Tuesday, October 21, 2008

Prologue

When our beautiful daughter (we'll call her Princess or P) turned two, we decided that we were finally ready to start talking seriously about having another child. We had always planned on two children, but hadn't been ready to take the second plunge until now. We started talking about when we might be in a better position to afford daycare for Child #2 and after many discussions, decided that there would never be a good time. This was pretty much the same discussion we had leading up to Princess. Now that we could agree that we wanted to have another baby, I started thinking about what time of year would be best. Since Princess wasn't planned in such detail, I thought it might be nice to do a little more prep work. I decided that Spring would be a good time to have a baby. Fewer germs, you can't help but feel good in Spring, by Summer it would be able to go outside some and it would likely have some germ resistance built up by flu season and hopefully, we wouldn't be sleep deprived during winter blues season. It all sounded perfect to me. My husband (hereafter referred to as Hub) scoffed at my attempt to control the universe. I realized that yes, we may have difficulty conceiving on command, but I thought we might as well try to do it our way.
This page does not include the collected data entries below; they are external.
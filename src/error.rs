use derive_more::{Display, From};

pub type Result<T> = std::result::Result<T, Error>;

#[derive(Debug, Display, From)]
pub enum Error {
    /// Video or transcript could not be obtained. Fatal to the pipeline.
    #[display("{_0}")]
    #[from(skip)]
    Retrieval(String),

    /// The text generator call failed. Local to the stage that made it.
    #[display("{_0}")]
    #[from(skip)]
    Generation(String),

    /// Generator output could not be turned into the expected payload.
    #[display("{_0}")]
    #[from(skip)]
    Parse(String),

    #[display("Configuration error: {_0}")]
    #[from(skip)]
    Config(String),

    #[display("{_0}")]
    #[from(skip)]
    Custom(String),

    #[display("IO error: {_0}")]
    Io(std::io::Error),

    #[display("JSON error: {_0}")]
    Json(serde_json::Error),

    #[display("HTTP error: {_0}")]
    Http(reqwest::Error),

    #[display("LLM error: {_0}")]
    OpenAi(async_openai::error::OpenAIError),
}

impl Error {
    pub fn custom(message: impl Into<String>) -> Self {
        Self::Custom(message.into())
    }

    pub fn retrieval(message: impl Into<String>) -> Self {
        Self::Retrieval(message.into())
    }

    pub fn generation(message: impl Into<String>) -> Self {
        Self::Generation(message.into())
    }

    pub fn parse(message: impl Into<String>) -> Self {
        Self::Parse(message.into())
    }

    pub fn config(message: impl Into<String>) -> Self {
        Self::Config(message.into())
    }
}

impl std::error::Error for Error {}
In order to get said Spring baby, we'd need to start trying in late summer. Too late for that this year and we kicked ourselves a little that we hadn't thought of it sooner. We figured this plan gave us six months to "live it up" so to speak. I'd drink as much Starbucks as I wanted and we'd splurge on a family vacation and then we'd come back and make a baby. Our late May vacation was fabulous and well-deserved. Our plan was to start trying for our new baby in late June. A few days after we got home, we kicked off a very busy season with our side business of photography. During the July 4th weekend, I was thinking that I really should have seen my period by now. They had been far from reliable lately, but I wondered....

We found ourselves in this situation a lot the past year. I'm a little late and we talk about it and get excited and Hub wants me to take a test NOW. I say that I don't want to waste a test (I actually don't want to be disappointed with a negative result), so let's just wait a few days. We go back and forth like this for a weekend and then I give in on Monday. (For some reason, all of our tests have been taken on Mondays.) It always amused me that even when we weren't actively "trying", we got excited at the prospect of possibly being pregnant.